8 A Directiva 76/207 dispõe no seu artigo 1._, n._ 1:

«A presente directiva tem em vista a realização, nos Estados-Membros, do princípio da igualdade de tratamento entre homens e mulheres no que se refere ao acesso ao emprego, incluindo a promoção, e à formação profissional, assim como no que se refere às condições, de trabalho e, nas condições previstas no n._ 2, à segurança social. [...]»

9 O artigo 2._, n.os 1 a 3, da mesma directiva tem a seguinte redacção:

«1. O princípio da igualdade de tratamento, na acepção das disposições adiante referidas, implica a ausência de qualquer discriminação em razão do sexo, quer directa, quer indirectamente, nomeadamente pela referência à situação matrimonial ou familiar.
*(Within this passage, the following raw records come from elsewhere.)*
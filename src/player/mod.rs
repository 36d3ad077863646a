pub mod queue;
pub mod registry;
pub mod session;
pub mod stream;

pub use registry::SessionRegistry;
pub use session::{PlaybackSession, PlaybackState, SessionEvent, SessionSnapshot};
pub use stream::{SongbirdBackend, StreamBackend};
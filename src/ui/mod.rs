pub mod buttons;
pub mod embeds;
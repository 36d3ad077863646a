use async_process::Command;
use async_trait::async_trait;
use regex::Regex;
use serde::Deserialize;
use tracing::{debug, info, warn};

use super::{PrimaryCatalog, PrimaryHit};
use crate::error::ResolutionError;

/// Cliente de YouTube a través de yt-dlp.
///
/// Cada consulta lanza un subproceso `yt-dlp --dump-json`; las transmisiones
/// en vivo y el contenido con DRM se rechazan explícitamente.
pub struct YouTubeClient {
    // Limitar requests concurrentes para evitar rate limiting
    rate_limiter: tokio::sync::Semaphore,
}

/// Información extraída de yt-dlp
#[derive(Debug, Deserialize)]
struct YtDlpInfo {
    title: String,
    duration: Option<f64>,
    uploader: Option<String>,
    thumbnail: Option<String>,
    webpage_url: Option<String>,
    url: Option<String>,
    formats: Option<Vec<Format>>,
    is_live: Option<bool>,
}

#[derive(Debug, Deserialize)]
struct Format {
    url: String,
    acodec: Option<String>,
}

impl YouTubeClient {
    pub fn new() -> Self {
        Self {
            rate_limiter: tokio::sync::Semaphore::new(3),
        }
    }

    /// Verifica si una URL es de YouTube
    pub fn is_youtube_url(url: &str) -> bool {
        let youtube_regex = Regex::new(
            r"^(https?://)?(www\.)?(youtube\.com/(watch\?v=|embed/|v/)|youtu\.be/|music\.youtube\.com/)",
        )
        .expect("regex inválida");

        youtube_regex.is_match(url)
    }

    /// Ejecuta yt-dlp sobre una URL o una búsqueda `ytsearch1:`.
    async fn extract_info(&self, target: &str) -> Result<YtDlpInfo, ResolutionError> {
        let _permit = self
            .rate_limiter
            .acquire()
            .await
            .map_err(|_| ResolutionError::NotFound)?;

        debug!("📊 Ejecutando yt-dlp para: {}", target);

        let output = Command::new("yt-dlp")
            .args([
                "--no-playlist",
                "--dump-json",
                "-f",
                "bestaudio/best",
                "--no-warnings",
                target,
            ])
            .output()
            .await
            .map_err(|e| {
                warn!("❌ No se pudo ejecutar yt-dlp: {}", e);
                ResolutionError::NotFound
            })?;

        if !output.status.success() {
            let stderr = String::from_utf8_lossy(&output.stderr);
            if Self::is_restricted_error(&stderr) {
                warn!("🔒 Contenido rechazado por yt-dlp: {}", stderr.trim());
                return Err(ResolutionError::SourceRejected);
            }
            debug!("yt-dlp sin resultados: {}", stderr.trim());
            return Err(ResolutionError::NotFound);
        }

        let stdout = String::from_utf8_lossy(&output.stdout);
        // Con ytsearch1 el resultado sigue siendo una línea JSON por entrada
        let line = stdout
            .lines()
            .find(|l| !l.trim().is_empty())
            .ok_or(ResolutionError::NotFound)?;

        serde_json::from_str(line).map_err(|e| {
            warn!("❌ Respuesta de yt-dlp no parseable: {}", e);
            ResolutionError::NotFound
        })
    }

    fn is_restricted_error(stderr: &str) -> bool {
        let lower = stderr.to_lowercase();
        lower.contains("drm") || lower.contains("protected") || lower.contains("live event")
    }

    /// Elige la URL de audio del resultado: el formato ya seleccionado,
    /// el primer formato con audio, o la página como último recurso.
    fn pick_stream_url(info: &YtDlpInfo) -> Option<String> {
        if let Some(url) = &info.url {
            return Some(url.clone());
        }

        if let Some(formats) = &info.formats {
            let audio = formats
                .iter()
                .find(|f| f.acodec.as_deref().is_some_and(|c| c != "none"));
            if let Some(format) = audio {
                return Some(format.url.clone());
            }
        }

        info.webpage_url.clone()
    }

    fn info_to_hit(info: YtDlpInfo) -> Result<PrimaryHit, ResolutionError> {
        if info.is_live.unwrap_or(false) {
            // Transmisiones en vivo no soportadas
            return Err(ResolutionError::SourceRejected);
        }

        let stream_url = Self::pick_stream_url(&info).ok_or(ResolutionError::NotFound)?;

        Ok(PrimaryHit {
            title: info.title,
            duration_secs: info.duration.map(|d| d as u64).unwrap_or(0),
            stream_url,
            thumbnail: info.thumbnail,
            uploader: info.uploader,
            page_url: info.webpage_url,
        })
    }
}

impl Default for YouTubeClient {
    fn default() -> Self {
        Self::new()
    }
}

#[async_trait]
impl PrimaryCatalog for YouTubeClient {
    async fn lookup(&self, query: &str) -> Result<PrimaryHit, ResolutionError> {
        let target = if query.starts_with("http://") || query.starts_with("https://") {
            query.to_string()
        } else {
            // Texto ambiguo: yt-dlp devuelve su mejor coincidencia
            format!("ytsearch1:{}", query)
        };

        info!("🔍 Buscando en YouTube: {}", query);

        let info = self.extract_info(&target).await?;
        Self::info_to_hit(info)
    }
}

#[cfg(test)]
mod tests {
    use super::*;

    #[test]
    fn test_youtube_url_detection() {
        assert!(YouTubeClient::is_youtube_url(
            "https://www.youtube.com/watch?v=dQw4w9WgXcQ"
        ));
        assert!(YouTubeClient::is_youtube_url("https://youtu.be/dQw4w9WgXcQ"));
        assert!(YouTubeClient::is_youtube_url(
            "https://music.youtube.com/watch?v=test"
        ));
        assert!(!YouTubeClient::is_youtube_url("https://example.com/video"));
        assert!(!YouTubeClient::is_youtube_url(
            "https://open.spotify.com/track/abc"
        ));
    }

    #[test]
    fn test_live_broadcast_rejected() {
        let info = YtDlpInfo {
            title: "Radio 24/7".to_string(),
            duration: None,
            uploader: None,
            thumbnail: None,
            webpage_url: Some("https://youtube.com/watch?v=live".to_string()),
            url: Some("https://example.com/stream".to_string()),
            formats: None,
            is_live: Some(true),
        };

        assert_eq!(
            YouTubeClient::info_to_hit(info).unwrap_err(),
            ResolutionError::SourceRejected
        );
    }

    #[test]
    fn test_unknown_duration_maps_to_zero() {
        let info = YtDlpInfo {
            title: "Canción".to_string(),
            duration: None,
            uploader: Some("Canal".to_string()),
            thumbnail: None,
            webpage_url: Some("https://youtube.com/watch?v=abc".to_string()),
            url: Some("https://example.com/audio".to_string()),
            formats: None,
            is_live: None,
        };

        let hit = YouTubeClient::info_to_hit(info).unwrap();
        assert_eq!(hit.duration_secs, 0);
        assert_eq!(hit.stream_url, "https://example.com/audio");
    }

    #[test]
    fn test_stream_url_falls_back_to_audio_format() {
        let info = YtDlpInfo {
            title: "Canción".to_string(),
            duration: Some(210.0),
            uploader: None,
            thumbnail: None,
            webpage_url: Some("https://youtube.com/watch?v=abc".to_string()),
            url: None,
            formats: Some(vec![
                Format {
                    url: "https://example.com/video-only".to_string(),
                    acodec: Some("none".to_string()),
                },
                Format {
                    url: "https://example.com/audio".to_string(),
                    acodec: Some("opus".to_string()),
                },
            ]),
            is_live: Some(false),
        };

        let hit = YouTubeClient::info_to_hit(info).unwrap();
        assert_eq!(hit.stream_url, "https://example.com/audio");
    }
}
use dashmap::mapref::entry::Entry;
use dashmap::DashMap;
use serenity::model::id::GuildId;
use std::sync::Arc;
use std::time::Duration;
use tokio::sync::mpsc;
use tracing::info;

use super::session::{PlaybackSession, SessionEvent};
use super::stream::StreamBackend;
use crate::error::SessionError;
use crate::sources::TrackResolver;

/// Mapa guild → sesión activa. A lo sumo una sesión por guild; la sesión
/// nace al unirse al canal de voz y muere al salir.
pub struct SessionRegistry {
    sessions: DashMap<GuildId, Arc<PlaybackSession>>,
    resolver: Arc<TrackResolver>,
    queue_capacity: usize,
    default_gain: f32,
    open_timeout: Duration,
}

impl SessionRegistry {
    pub fn new(
        resolver: Arc<TrackResolver>,
        queue_capacity: usize,
        default_gain: f32,
        open_timeout: Duration,
    ) -> Self {
        Self {
            sessions: DashMap::new(),
            resolver,
            queue_capacity,
            default_gain,
            open_timeout,
        }
    }

    /// Crea la sesión de la guild y devuelve su canal de eventos.
    pub fn join(
        &self,
        guild_id: GuildId,
        backend: Arc<dyn StreamBackend>,
    ) -> Result<mpsc::UnboundedReceiver<SessionEvent>, SessionError> {
        match self.sessions.entry(guild_id) {
            Entry::Occupied(_) => Err(SessionError::AlreadyActive),
            Entry::Vacant(entry) => {
                let (session, events) = PlaybackSession::new(
                    self.resolver.clone(),
                    backend,
                    self.queue_capacity,
                    self.default_gain,
                    self.open_timeout,
                );
                entry.insert(session);
                info!("🔊 Sesión creada para guild {}", guild_id);
                Ok(events)
            }
        }
    }

    /// Desmonta y descarta la sesión de la guild.
    pub fn leave(&self, guild_id: GuildId) -> Result<(), SessionError> {
        match self.sessions.remove(&guild_id) {
            Some((_, session)) => {
                session.teardown();
                info!("👋 Sesión cerrada para guild {}", guild_id);
                Ok(())
            }
            None => Err(SessionError::NotActive),
        }
    }

    pub fn get(&self, guild_id: GuildId) -> Option<Arc<PlaybackSession>> {
        self.sessions.get(&guild_id).map(|entry| entry.clone())
    }

    pub fn active_count(&self) -> usize {
        self.sessions.len()
    }
}
//! Capa de Discord: registro de comandos, conexiones de voz y despacho de
//! interacciones hacia las sesiones de reproducción.

use anyhow::Result;
use serenity::{
    all::{ChannelId, Context, EventHandler, GuildId, Interaction, Ready, VoiceState},
    async_trait,
    builder::CreateMessage,
};
use std::sync::Arc;
use tokio::sync::mpsc;
use tracing::{error, info, warn};

pub mod commands;
pub mod handlers;

use crate::{
    config::Config,
    error::SessionError,
    player::{SessionEvent, SessionRegistry, SongbirdBackend},
    sources::{SecondaryCatalog, SpotifyClient, TrackResolver, YouTubeClient},
    ui::embeds,
};

/// Handler principal del bot: posee el resolver compartido y el registro de
/// sesiones por guild.
pub struct MelodiaBot {
    config: Arc<Config>,
    pub registry: Arc<SessionRegistry>,
    pub resolver: Arc<TrackResolver>,
}

impl MelodiaBot {
    pub fn new(config: Config) -> Self {
        let config = Arc::new(config);

        let secondary: Option<Arc<dyn SecondaryCatalog>> = match config.spotify_enabled() {
            true => {
                let client_id = config.spotify_client_id.clone().unwrap_or_default();
                let client_secret = config.spotify_client_secret.clone().unwrap_or_default();
                Some(Arc::new(SpotifyClient::new(
                    client_id,
                    client_secret,
                    config.max_playlist_size,
                )))
            }
            false => {
                info!("🎵 Spotify deshabilitado: sin credenciales configuradas");
                None
            }
        };

        let resolver = Arc::new(TrackResolver::new(
            Arc::new(YouTubeClient::new()),
            secondary,
            config.lookup_timeout(),
        ));

        let registry = Arc::new(SessionRegistry::new(
            resolver.clone(),
            config.max_queue_size,
            config.default_gain(),
            config.lookup_timeout(),
        ));

        Self {
            config,
            registry,
            resolver,
        }
    }

    async fn register_commands(&self, ctx: &Context) -> Result<()> {
        info!("📝 Registrando comandos slash...");
        info!("🔧 Application ID: {}", self.config.application_id);

        match self.config.guild_id {
            Some(guild_id) => {
                let guild_id = GuildId::from(guild_id);
                commands::register_guild_commands(ctx, guild_id).await?;
                info!("✅ Comandos registrados para guild {}", guild_id);
            }
            None => {
                commands::register_global_commands(ctx).await?;
                info!("✅ Comandos globales registrados");
            }
        }

        Ok(())
    }

    /// Conecta al canal de voz y crea la sesión de la guild. Los eventos de
    /// la sesión se publican en `text_channel`.
    pub async fn join_voice(
        &self,
        ctx: &Context,
        guild_id: GuildId,
        channel_id: ChannelId,
        text_channel: ChannelId,
    ) -> Result<()> {
        let manager = songbird::get(ctx)
            .await
            .ok_or_else(|| anyhow::anyhow!("Songbird no inicializado"))?;

        let call = manager
            .join(guild_id, channel_id)
            .await
            .map_err(|e| anyhow::anyhow!("Error al conectar al canal de voz: {}", e))?;

        let backend = Arc::new(SongbirdBackend::new(call));

        match self.registry.join(guild_id, backend) {
            Ok(events) => {
                spawn_event_forwarder(ctx.http.clone(), text_channel, events);
                info!("🔊 Conectado al canal de voz en guild {}", guild_id);
                Ok(())
            }
            Err(e) => {
                // La sesión no se pudo crear: no dejar la conexión colgada
                let _ = manager.remove(guild_id).await;
                Err(anyhow::anyhow!(e))
            }
        }
    }

    /// Desmonta la sesión de la guild y desconecta del canal de voz.
    pub async fn leave_voice(&self, ctx: &Context, guild_id: GuildId) -> Result<()> {
        self.registry
            .leave(guild_id)
            .map_err(|e| anyhow::anyhow!(e))?;

        let manager = songbird::get(ctx)
            .await
            .ok_or_else(|| anyhow::anyhow!("Songbird no inicializado"))?;
        manager.remove(guild_id).await?;

        info!("👋 Desconectado del canal de voz en guild {}", guild_id);
        Ok(())
    }
}

#[async_trait]
impl EventHandler for MelodiaBot {
    async fn ready(&self, ctx: Context, ready: Ready) {
        info!("🤖 {} está en línea!", ready.user.name);
        info!("📊 Conectado a {} servidores", ready.guilds.len());

        if let Err(e) = self.register_commands(&ctx).await {
            error!("Error al registrar comandos: {:?}", e);
        }
    }

    async fn interaction_create(&self, ctx: Context, interaction: Interaction) {
        match interaction {
            Interaction::Command(command) => {
                if let Err(e) = handlers::handle_command(&ctx, command, self).await {
                    error!("Error manejando comando: {:?}", e);
                }
            }
            Interaction::Component(component) => {
                if let Err(e) = handlers::handle_component(&ctx, component, self).await {
                    error!("Error manejando componente: {:?}", e);
                }
            }
            _ => {}
        }
    }

    /// Si el bot es desconectado del canal (kick, mover, etc.) la sesión de
    /// la guild se desmonta para no dejar streams huérfanos.
    async fn voice_state_update(&self, ctx: Context, old: Option<VoiceState>, new: VoiceState) {
        let current_user_id = ctx.cache.current_user().id;
        if new.user_id != current_user_id {
            return;
        }

        if old.is_some() && new.channel_id.is_none() {
            if let Some(guild_id) = new.guild_id {
                info!("🔌 Bot desconectado en guild {}", guild_id);
                match self.registry.leave(guild_id) {
                    Ok(()) => {}
                    Err(SessionError::NotActive) => {}
                    Err(e) => warn!("Error al desmontar la sesión: {}", e),
                }
            }
        }
    }
}

/// Reenvía los eventos de la sesión al canal de texto: el arranque real de
/// una canción puede ocurrir mucho después del comando que la encoló.
fn spawn_event_forwarder(
    http: Arc<serenity::http::Http>,
    channel_id: ChannelId,
    mut events: mpsc::UnboundedReceiver<SessionEvent>,
) {
    tokio::spawn(async move {
        while let Some(event) = events.recv().await {
            let embed = match &event {
                SessionEvent::TrackStarted(track) => embeds::create_now_playing_embed(track),
                SessionEvent::TrackFailed { track, reason } => {
                    embeds::create_track_failed_embed(track, reason)
                }
            };

            if let Err(e) = channel_id
                .send_message(&http, CreateMessage::new().embed(embed))
                .await
            {
                warn!("No se pudo publicar el evento de sesión: {}", e);
            }
        }
    });
}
2. A presente directiva não constitui obstáculo à faculdade que os Estados-Membros têm de excluir do seu âmbito de aplicação as actividades profissionais e, eventualmente, as formações que a elas conduzam, e para as quais, em razão da sua natureza ou das condições do seu exercício, o sexo constitua uma condição determinante.

3. A presente directiva não constitui obstáculo às disposições relativas à protecção da mulher, nomeadamente no que se refere à gravidez e à maternidade.»
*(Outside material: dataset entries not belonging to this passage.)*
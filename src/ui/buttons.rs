use serenity::all::ButtonStyle;
use serenity::builder::{CreateActionRow, CreateButton};

/// IDs personalizados para los botones del panel
pub mod button_ids {
    pub const PLAY_PAUSE: &str = "music_play_pause";
    pub const SKIP: &str = "music_skip";
    pub const STOP: &str = "music_stop";
    pub const VOLUME_DOWN: &str = "music_volume_down";
    pub const VOLUME_UP: &str = "music_volume_up";
    pub const QUEUE: &str = "music_queue";
}

/// Paso de volumen de los botones 🔉/🔊, en puntos porcentuales.
pub const VOLUME_STEP: i64 = 10;

/// Constructor del panel de controles del reproductor
pub struct MusicControls;

impl MusicControls {
    /// Crea las filas de botones del panel; el botón play/pause refleja el
    /// estado actual.
    pub fn create_player_controls(is_playing: bool) -> Vec<CreateActionRow> {
        let play_pause_emoji = if is_playing { '⏸' } else { '▶' };

        let play_pause_btn = CreateButton::new(button_ids::PLAY_PAUSE)
            .emoji(play_pause_emoji)
            .style(ButtonStyle::Primary);

        let skip_btn = CreateButton::new(button_ids::SKIP)
            .emoji('⏭')
            .style(ButtonStyle::Secondary);

        let stop_btn = CreateButton::new(button_ids::STOP)
            .emoji('⏹')
            .style(ButtonStyle::Danger);

        let row1 = CreateActionRow::Buttons(vec![play_pause_btn, skip_btn, stop_btn]);

        let vol_down_btn = CreateButton::new(button_ids::VOLUME_DOWN)
            .emoji('🔉')
            .style(ButtonStyle::Secondary);

        let vol_up_btn = CreateButton::new(button_ids::VOLUME_UP)
            .emoji('🔊')
            .style(ButtonStyle::Secondary);

        let queue_btn = CreateButton::new(button_ids::QUEUE)
            .label("Cola")
            .emoji('📋')
            .style(ButtonStyle::Secondary);

        let row2 = CreateActionRow::Buttons(vec![vol_down_btn, vol_up_btn, queue_btn]);

        vec![row1, row2]
    }
}

/// Nuevo nivel de volumen tras un botón 🔉/🔊, acotado a 0-100.
pub fn stepped_volume(current: u8, delta: i64) -> i64 {
    (current as i64 + delta).clamp(0, 100)
}

#[cfg(test)]
mod tests {
    use super::*;
    use pretty_assertions::assert_eq;

    #[test]
    fn test_stepped_volume_clamps_at_bounds() {
        assert_eq!(stepped_volume(50, VOLUME_STEP), 60);
        assert_eq!(stepped_volume(50, -VOLUME_STEP), 40);
        assert_eq!(stepped_volume(95, VOLUME_STEP), 100);
        assert_eq!(stepped_volume(5, -VOLUME_STEP), 0);
        assert_eq!(stepped_volume(100, VOLUME_STEP), 100);
        assert_eq!(stepped_volume(0, -VOLUME_STEP), 0);
    }
}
10 Nos termos do artigo 3._, n._ 1, da Directiva 76/207:

«A aplicação do princípio da igualdade de tratamento implica a ausência de qualquer discriminação em razão do sexo nas condições de acesso, incluindo os critérios de selecção, a empregos ou a postos de trabalho, seja qual for o sector ou o ramo de actividade e a todos os níveis da hierarquia profissional.»

A legislação nacional

11 Nos termos do artigo 12a da Grundgesetz für die Bundesrepublik Deutschland (Lei Fundamental da República Federal da Alemanha, na versão publicada no BGBl. 2000 I S., p. 1755, a seguir «Grundgesetz»):

«1. Os homens poderão, a partir dos dezoito anos completos, ser obrigados a servir nas Forças Armadas, na Polícia Federal das Fronteiras ou numa unidade de protecção civil.

[...]

4. Se, em situação de defesa, as necessidades em serviços civis dos estabelecimentos sanitários civis e dos hospitais militares fixos não puderem ser cobertas com base em voluntariado, poderão ser afectadas a esses serviços, por lei ou por força de uma lei, as mulheres com idades compreendidas entre os dezoito e os cinquenta anos completos. Não deverão em caso algum prestar serviço armado.»
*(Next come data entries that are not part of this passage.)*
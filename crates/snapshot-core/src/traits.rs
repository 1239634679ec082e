use async_trait::async_trait;
use serde_json::Value;

use crate::{SeriesInterval, SnapshotError, SummaryModule};

/// Abstract financial data provider.
///
/// Implementations own transport and auth. Every call may block on I/O and
/// no timeout is applied on this side of the trait; callers wrap `pull` in
/// their own deadline. Throttling should surface as
/// [`SnapshotError::RateLimited`] (see [`SnapshotError::from_provider_message`]).
#[async_trait]
pub trait FinancialDataProvider: Send + Sync {
    /// Multi-module summary. The response maps module names
    /// ([`SummaryModule::as_str`]) to nested payloads; modules may be missing.
    async fn fetch_comprehensive(
        &self,
        symbol: &str,
        modules: &[SummaryModule],
    ) -> Result<Value, SnapshotError>;

    /// Flat quote record.
    async fn fetch_quote(&self, symbol: &str) -> Result<Value, SnapshotError>;

    /// Periodic fundamentals records for one metric, e.g. shares outstanding.
    async fn fetch_time_series(
        &self,
        symbol: &str,
        metric: &str,
        interval: SeriesInterval,
        range: &str,
    ) -> Result<Vec<Value>, SnapshotError>;

    async fn fetch_insider_transactions(&self, symbol: &str) -> Result<Vec<Value>, SnapshotError>;

    async fn verify_symbol_exists(&self, symbol: &str) -> Result<bool, SnapshotError>;
}
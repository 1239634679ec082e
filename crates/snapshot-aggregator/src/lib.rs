pub mod aggregator;
pub mod config;
pub mod derived;
pub mod extractors;
pub mod flags;
pub mod insider;
pub mod quality;

pub use aggregator::SnapshotAggregator;
pub use config::AggregatorConfig;
pub use flags::{format_currency, generate_flags, FlagInputs, InsiderThresholds};
pub use insider::analyze_transactions;
pub use quality::assess_quality;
12 A Wehrpflichgesetz (lei federal sobre o serviço militar), na sua versão de 15 de Dezembro de 1995, aplicável a partir de 1 de Janeiro de 1996 (BGBl. 1995 I, p. 1756, a seguir «lei sobre o serviço militar»), dispõe no n._ 1 do seu § 1, intitulado «Lei sobre o serviço militar obrigatório: Obrigação geral de efectuar o serviço militar»:

«Estão obrigados a cumprir serviço militar obrigatório na Alemanha todos os homens a contar da idade de dezoito anos completos e que sejam alemães na acepção da Lei Fundamental [...]»

13 Nos termos do § 3, n._ 1, da lei sobre o serviço militar, «[a] obrigação de efectuar o serviço militar é cumprida pelo serviço obrigatório ou, no caso referido no § 1 da Kriegsdienstverweigerungsgesetz, de 28 de Fevereiro de 1983 (BGBL. I, p. 203), pelo serviço civil [...]»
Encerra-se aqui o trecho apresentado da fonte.